- [What is needed] From the line containing "listing resolves: data" onward, retype each line of the entries below exactly, last line included.

- [Data extracts]
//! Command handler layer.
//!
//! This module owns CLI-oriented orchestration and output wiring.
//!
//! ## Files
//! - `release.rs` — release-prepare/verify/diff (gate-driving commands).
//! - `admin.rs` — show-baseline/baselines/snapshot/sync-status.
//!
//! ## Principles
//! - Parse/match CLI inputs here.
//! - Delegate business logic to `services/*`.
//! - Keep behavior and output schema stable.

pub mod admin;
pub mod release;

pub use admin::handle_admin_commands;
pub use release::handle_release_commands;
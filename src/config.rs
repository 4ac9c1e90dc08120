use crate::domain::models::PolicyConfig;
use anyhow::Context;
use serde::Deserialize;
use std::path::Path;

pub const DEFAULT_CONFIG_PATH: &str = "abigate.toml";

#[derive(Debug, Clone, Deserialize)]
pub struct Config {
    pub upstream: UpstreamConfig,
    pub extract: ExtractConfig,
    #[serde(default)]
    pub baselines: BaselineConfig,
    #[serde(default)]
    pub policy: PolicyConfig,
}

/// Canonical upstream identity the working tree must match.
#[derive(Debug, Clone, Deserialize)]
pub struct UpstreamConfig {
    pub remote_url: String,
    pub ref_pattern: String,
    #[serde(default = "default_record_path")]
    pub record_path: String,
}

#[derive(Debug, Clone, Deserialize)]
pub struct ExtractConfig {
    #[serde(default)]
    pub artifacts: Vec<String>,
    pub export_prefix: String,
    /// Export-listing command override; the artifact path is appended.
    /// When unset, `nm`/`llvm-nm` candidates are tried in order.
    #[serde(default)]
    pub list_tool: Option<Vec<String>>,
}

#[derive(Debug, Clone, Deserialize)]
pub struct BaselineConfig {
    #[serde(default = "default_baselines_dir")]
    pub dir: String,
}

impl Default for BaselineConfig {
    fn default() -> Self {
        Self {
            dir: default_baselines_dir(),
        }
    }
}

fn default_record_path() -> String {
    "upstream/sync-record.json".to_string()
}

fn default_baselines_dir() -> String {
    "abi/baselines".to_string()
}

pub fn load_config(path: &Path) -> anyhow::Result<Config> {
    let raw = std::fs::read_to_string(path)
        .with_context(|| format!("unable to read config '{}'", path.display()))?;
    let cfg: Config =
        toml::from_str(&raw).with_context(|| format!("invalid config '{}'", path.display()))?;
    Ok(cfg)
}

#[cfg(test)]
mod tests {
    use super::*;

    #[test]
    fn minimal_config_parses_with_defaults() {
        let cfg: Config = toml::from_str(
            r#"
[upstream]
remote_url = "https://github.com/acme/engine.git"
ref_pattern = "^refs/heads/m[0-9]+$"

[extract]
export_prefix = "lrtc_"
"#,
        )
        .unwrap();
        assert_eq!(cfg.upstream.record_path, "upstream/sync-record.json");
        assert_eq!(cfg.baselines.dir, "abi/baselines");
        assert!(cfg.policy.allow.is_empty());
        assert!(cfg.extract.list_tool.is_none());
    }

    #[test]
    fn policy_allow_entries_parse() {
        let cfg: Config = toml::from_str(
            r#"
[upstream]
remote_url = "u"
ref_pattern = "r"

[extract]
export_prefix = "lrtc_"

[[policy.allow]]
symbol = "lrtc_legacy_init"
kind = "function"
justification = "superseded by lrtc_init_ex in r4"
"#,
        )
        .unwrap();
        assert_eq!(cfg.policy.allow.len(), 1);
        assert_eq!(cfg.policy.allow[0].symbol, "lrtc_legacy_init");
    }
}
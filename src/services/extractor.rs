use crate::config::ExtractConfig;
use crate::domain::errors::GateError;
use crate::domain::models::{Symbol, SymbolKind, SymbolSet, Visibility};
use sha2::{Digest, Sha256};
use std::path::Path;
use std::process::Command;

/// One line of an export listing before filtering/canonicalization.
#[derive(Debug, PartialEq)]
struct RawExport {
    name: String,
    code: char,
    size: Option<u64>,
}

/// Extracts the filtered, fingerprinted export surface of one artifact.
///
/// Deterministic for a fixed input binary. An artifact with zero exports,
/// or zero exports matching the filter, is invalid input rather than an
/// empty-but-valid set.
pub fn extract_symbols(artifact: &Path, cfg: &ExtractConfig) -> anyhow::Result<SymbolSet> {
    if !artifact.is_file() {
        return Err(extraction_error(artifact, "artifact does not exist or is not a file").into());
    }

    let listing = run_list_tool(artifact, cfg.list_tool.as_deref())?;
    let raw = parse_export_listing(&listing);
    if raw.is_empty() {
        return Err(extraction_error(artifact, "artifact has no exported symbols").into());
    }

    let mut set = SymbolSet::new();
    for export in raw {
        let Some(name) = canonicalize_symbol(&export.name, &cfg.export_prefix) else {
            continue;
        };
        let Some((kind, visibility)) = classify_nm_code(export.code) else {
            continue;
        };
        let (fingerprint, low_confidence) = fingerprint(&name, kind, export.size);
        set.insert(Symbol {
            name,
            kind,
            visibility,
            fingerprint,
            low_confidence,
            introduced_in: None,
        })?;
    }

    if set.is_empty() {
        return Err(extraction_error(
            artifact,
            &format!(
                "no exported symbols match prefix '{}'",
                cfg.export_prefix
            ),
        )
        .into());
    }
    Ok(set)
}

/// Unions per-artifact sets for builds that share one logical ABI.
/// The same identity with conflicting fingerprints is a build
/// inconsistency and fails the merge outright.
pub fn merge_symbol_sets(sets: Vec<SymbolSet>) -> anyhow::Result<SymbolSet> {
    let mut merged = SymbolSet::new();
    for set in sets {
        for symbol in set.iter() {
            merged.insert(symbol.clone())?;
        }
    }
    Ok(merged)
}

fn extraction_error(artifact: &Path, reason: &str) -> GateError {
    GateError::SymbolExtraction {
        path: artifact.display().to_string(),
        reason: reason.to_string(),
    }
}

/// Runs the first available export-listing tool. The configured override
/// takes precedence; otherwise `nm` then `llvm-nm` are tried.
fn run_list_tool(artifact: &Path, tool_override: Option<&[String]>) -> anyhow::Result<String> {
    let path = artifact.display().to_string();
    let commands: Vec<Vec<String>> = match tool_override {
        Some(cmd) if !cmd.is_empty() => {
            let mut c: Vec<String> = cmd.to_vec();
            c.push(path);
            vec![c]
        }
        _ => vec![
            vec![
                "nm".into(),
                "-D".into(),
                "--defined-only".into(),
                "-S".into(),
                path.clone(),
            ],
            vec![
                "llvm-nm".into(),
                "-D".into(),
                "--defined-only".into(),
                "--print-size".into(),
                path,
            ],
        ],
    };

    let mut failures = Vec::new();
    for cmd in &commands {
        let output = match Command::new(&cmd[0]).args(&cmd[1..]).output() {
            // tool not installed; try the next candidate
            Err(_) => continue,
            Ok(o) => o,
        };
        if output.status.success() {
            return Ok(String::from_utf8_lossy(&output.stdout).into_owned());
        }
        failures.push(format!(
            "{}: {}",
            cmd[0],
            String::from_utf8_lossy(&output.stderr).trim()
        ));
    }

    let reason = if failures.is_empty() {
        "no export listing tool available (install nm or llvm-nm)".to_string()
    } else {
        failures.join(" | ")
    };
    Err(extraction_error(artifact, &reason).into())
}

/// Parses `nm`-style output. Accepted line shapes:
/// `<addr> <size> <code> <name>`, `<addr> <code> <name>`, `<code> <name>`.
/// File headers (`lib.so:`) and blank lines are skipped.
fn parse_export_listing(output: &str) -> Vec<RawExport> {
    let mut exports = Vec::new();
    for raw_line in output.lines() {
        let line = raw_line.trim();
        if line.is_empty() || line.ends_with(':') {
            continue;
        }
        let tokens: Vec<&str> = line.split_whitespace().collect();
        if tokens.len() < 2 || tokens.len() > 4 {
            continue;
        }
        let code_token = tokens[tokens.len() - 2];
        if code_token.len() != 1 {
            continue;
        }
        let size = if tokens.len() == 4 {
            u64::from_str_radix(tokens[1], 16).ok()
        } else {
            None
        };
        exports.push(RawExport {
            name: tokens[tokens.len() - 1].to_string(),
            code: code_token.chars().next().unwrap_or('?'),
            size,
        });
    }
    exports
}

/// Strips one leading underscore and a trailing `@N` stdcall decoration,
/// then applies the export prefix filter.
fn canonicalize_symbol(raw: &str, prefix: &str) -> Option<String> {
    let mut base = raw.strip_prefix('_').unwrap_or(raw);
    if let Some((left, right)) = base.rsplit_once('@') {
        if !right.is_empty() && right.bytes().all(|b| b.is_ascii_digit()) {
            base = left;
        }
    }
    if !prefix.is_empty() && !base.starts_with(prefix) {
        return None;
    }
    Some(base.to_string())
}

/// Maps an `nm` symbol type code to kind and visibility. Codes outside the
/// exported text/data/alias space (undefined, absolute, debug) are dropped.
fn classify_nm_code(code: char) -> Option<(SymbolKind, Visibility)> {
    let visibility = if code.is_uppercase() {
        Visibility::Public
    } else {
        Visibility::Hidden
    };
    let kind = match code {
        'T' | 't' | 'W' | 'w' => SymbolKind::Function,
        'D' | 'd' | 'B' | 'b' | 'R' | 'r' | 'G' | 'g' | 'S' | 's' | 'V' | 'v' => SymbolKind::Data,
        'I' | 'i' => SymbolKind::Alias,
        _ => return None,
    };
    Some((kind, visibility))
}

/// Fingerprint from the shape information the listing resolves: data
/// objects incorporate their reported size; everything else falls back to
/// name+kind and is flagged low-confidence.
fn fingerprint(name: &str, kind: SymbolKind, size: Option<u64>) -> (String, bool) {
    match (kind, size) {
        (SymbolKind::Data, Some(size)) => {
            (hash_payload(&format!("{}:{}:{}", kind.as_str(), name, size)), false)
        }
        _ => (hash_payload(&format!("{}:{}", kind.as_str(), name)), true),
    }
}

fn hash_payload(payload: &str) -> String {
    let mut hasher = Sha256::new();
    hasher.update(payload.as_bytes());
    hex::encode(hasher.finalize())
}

- [Completed task]
/// Fingerprint from the shape information the listing resolves: data
/// objects incorporate their reported size; everything else falls back to
/// name+kind and is flagged low-confidence.
fn fingerprint(name: &str, kind: SymbolKind, size: Option<u64>) -> (String, bool) {
    match (kind, size) {
        (SymbolKind::Data, Some(size)) => {
            (hash_payload(&format!("{}:{}:{}", kind.as_str(), name, size)), false)
        }
        _ => (hash_payload(&format!("{}:{}", kind.as_str(), name)), true),
    }
}

fn hash_payload(payload: &str) -> String {
    let mut hasher = Sha256::new();
    hasher.update(payload.as_bytes());
    hex::encode(hasher.finalize())
}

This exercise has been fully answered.